Skip to content

Account Linking

A user who already has an Odeion account can attach OAuth identities to it, then sign in with either the password or any linked provider. Each provider identity can be linked to at most one Odeion account.

In the web app, open Settings > Security. The Linked accounts section lists every enabled provider with its link status. Clicking link starts a normal OAuth flow; when the provider redirects back, the identity is attached to the signed-in account instead of creating a session.

On iOS, linking an Apple identity uses the native sign-in sheet rather than a browser redirect.

If the provider identity is already attached to a different Odeion account, linking fails with a conflict error. Unlink it from the other account first.

The same Linked accounts section shows which providers are linked, along with the email and display name the provider reported. One identity per provider can be linked.

Unlinking removes the identity immediately, with one safety rule: an account with no password set cannot unlink its last remaining identity, because that would leave no way to sign in. Set a password first, then unlink.

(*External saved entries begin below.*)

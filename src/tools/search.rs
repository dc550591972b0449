//! Ephemeral document search.
//!
//! `search_docs` loads the documents passed in the call into a throwaway
//! in-memory SQLite FTS5 table (Porter-stemmed) and ranks them with BM25 over
//! two columns, `title` and `content`, with title matches boosted. Nothing is
//! persisted between calls.

use async_trait::async_trait;
use rusqlite::{params, Connection};
use serde::{Deserialize, Serialize};
use serde_json::Value;
use std::collections::HashMap;

use crate::error::{Error, Result};
use crate::mcp::handler::{get_string_arg, success_result, ToolHandler};
use crate::mcp::protocol::{Tool, ToolResult};

/// Weight of a title hit relative to a content hit.
pub const TITLE_BOOST: f64 = 1.8;

/// Default number of results.
pub const DEFAULT_K: usize = 5;

/// Upper bound on snippet length, in characters.
pub const SNIPPET_CHARS: usize = 300;

/// Tokens FTS5 puts in one snippet.
const SNIPPET_TOKENS: usize = 48;

/// Untitled documents take this many leading characters of their text as title.
const FALLBACK_TITLE_CHARS: usize = 120;

/// A document supplied by the caller.
#[derive(Debug, Clone, Default, Deserialize)]
pub struct SourceDocument {
    #[serde(default)]
    pub title: Option<String>,
    #[serde(default)]
    pub text: String,
    #[serde(default, alias = "source_url")]
    pub url: Option<String>,
    #[serde(default, alias = "origin")]
    pub source: Option<String>,
    #[serde(default)]
    pub space: Option<String>,
    #[serde(default, alias = "id")]
    pub page_id: Option<String>,
}

impl SourceDocument {
    fn display_title(&self) -> String {
        match self.title.as_deref().map(str::trim) {
            Some(title) if !title.is_empty() => title.to_string(),
            _ => self.text.trim().chars().take(FALLBACK_TITLE_CHARS).collect(),
        }
    }
}

/// One ranked result.
#[derive(Debug, Clone, Serialize)]
pub struct SearchHit {
    pub score: f64,
    pub title: String,
    pub url: String,
    pub source: String,
    pub space: String,
    pub page_id: String,
    pub snippet: String,
}

/// Turn free text into an FTS5 expression matching any of its words.
///
/// Every word is quoted, so operators and punctuation in the query are never
/// interpreted by FTS5. `None` when the query has no words.
fn prepare_match_query(query: &str) -> Option<String> {
    let mut words: Vec<String> = Vec::new();
    for word in query.split(|c: char| !c.is_alphanumeric()) {
        let word = word.to_lowercase();
        if !word.is_empty() && !words.contains(&word) {
            words.push(word);
        }
    }
    if words.is_empty() {
        return None;
    }
    Some(
        words
            .iter()
            .map(|w| format!("\"{}\"", w))
            .collect::<Vec<_>>()
            .join(" OR "),
    )
}

fn build_index(documents: &[SourceDocument]) -> Result<Connection> {
    let mut conn = Connection::open_in_memory()?;
    conn.execute_batch(
        "CREATE VIRTUAL TABLE docs USING fts5(
            title,
            content,
            tokenize = 'porter unicode61'
        );",
    )?;

    let tx = conn.transaction()?;
    {
        let mut insert = tx.prepare("INSERT INTO docs (rowid, title, content) VALUES (?1, ?2, ?3)")?;
        for (rowid, doc) in documents.iter().enumerate() {
            insert.execute(params![rowid as i64, doc.display_title(), doc.text])?;
        }
    }
    tx.commit()?;
    Ok(conn)
}

/// Rank `documents` against `query`, returning at most `k` hits, best first.
pub fn search_documents(
    documents: &[SourceDocument],
    query: &str,
    k: usize,
) -> Result<Vec<SearchHit>> {
    let Some(match_query) = prepare_match_query(query) else {
        return Ok(Vec::new());
    };
    if documents.is_empty() {
        return Ok(Vec::new());
    }

    let conn = build_index(documents)?;
    let sql = format!(
        "SELECT
            rowid,
            title,
            snippet(docs, 1, '', '', '...', {tokens}) AS snippet,
            bm25(docs, {boost}, 1.0) AS score
         FROM docs
         WHERE docs MATCH ?1
         ORDER BY score, rowid
         LIMIT ?2",
        tokens = SNIPPET_TOKENS,
        boost = TITLE_BOOST,
    );

    let mut stmt = conn.prepare(&sql)?;
    let rows = stmt.query_map(params![match_query, k.max(1) as i64], |row| {
        let rowid: i64 = row.get(0)?;
        let title: String = row.get(1)?;
        let snippet: String = row.get(2)?;
        let bm25_score: f64 = row.get(3)?;
        Ok((rowid, title, snippet, bm25_score))
    })?;

    let mut hits = Vec::new();
    for row in rows {
        let (rowid, title, snippet, bm25_score) = row?;
        let Some(doc) = usize::try_from(rowid).ok().and_then(|i| documents.get(i)) else {
            continue;
        };
        hits.push(SearchHit {
            // BM25 is negative in FTS5, lower is better.
            score: -bm25_score,
            title,
            url: doc.url.clone().unwrap_or_default(),
            source: doc.source.clone().unwrap_or_default(),
            space: doc.space.clone().unwrap_or_default(),
            page_id: doc.page_id.clone().unwrap_or_default(),
            snippet: snippet.chars().take(SNIPPET_CHARS).collect::<String>().trim().to_string(),
        });
    }
    Ok(hits)
}

/// `search_docs` tool.
pub struct SearchDocsTool;

impl SearchDocsTool {
    pub fn new() -> Self {
        Self
    }
}

impl Default for SearchDocsTool {
    fn default() -> Self {
        Self::new()
    }
}

#[async_trait]
impl ToolHandler for SearchDocsTool {
    fn definition(&self) -> Tool {
        Tool {
            name: "search_docs".to_string(),
            description: r#"Rank a set of documents against a query.

Builds an in-memory index over the supplied documents (nothing is stored) and
scores them with BM25, weighting title matches 1.8x over body matches.

Returns a JSON array of {score, title, url, source, space, page_id, snippet},
best match first. An empty query returns []."#
                .to_string(),
            input_schema: serde_json::json!({
                "type": "object",
                "properties": {
                    "documents": {
                        "type": "array",
                        "description": "Documents to search",
                        "items": {
                            "type": "object",
                            "properties": {
                                "title": { "type": ["string", "null"] },
                                "text": { "type": "string" },
                                "url": { "type": ["string", "null"] },
                                "source": { "type": ["string", "null"] },
                                "space": { "type": ["string", "null"] },
                                "page_id": { "type": ["string", "null"] }
                            },
                            "required": ["text"]
                        }
                    },
                    "query": {
                        "type": "string",
                        "description": "Free-text query"
                    },
                    "k": {
                        "type": "integer",
                        "description": "Maximum number of results (default: 5)"
                    }
                },
                "required": ["documents", "query"]
            }),
        }
    }

    async fn execute(&self, args: HashMap<String, Value>) -> Result<ToolResult> {
        let query = get_string_arg(&args, "query")?;
        let documents: Vec<SourceDocument> = match args.get("documents") {
            Some(value) => serde_json::from_value(value.clone())
                .map_err(|e| Error::InvalidParams(format!("Invalid documents: {}", e)))?,
            None => return Err(Error::InvalidParams("Missing required argument: documents".into())),
        };
        let k = args
            .get("k")
            .and_then(|v| v.as_i64())
            .map(|k| k.max(1) as usize)
            .unwrap_or(DEFAULT_K);

        let hits = if query.trim().is_empty() {
            Vec::new()
        } else {
            search_documents(&documents, &query, k)?
        };
        tracing::debug!("search_docs: {} of {} documents matched", hits.len(), documents.len());

        Ok(success_result(serde_json::to_string_pretty(&hits)?))
    }
}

This matters for accounts that were created through an OAuth signup and never set a password.

  • Linking and unlinking are self-service; there is no admin approval step.
  • Disabling a provider in Admin > Settings > Authentication stops logins through it but does not delete stored identity links. Re-enabling the provider makes them work again.
  • A locked account cannot sign in through a linked provider; locking applies to every login method. See Rate Limiting and Account Locking.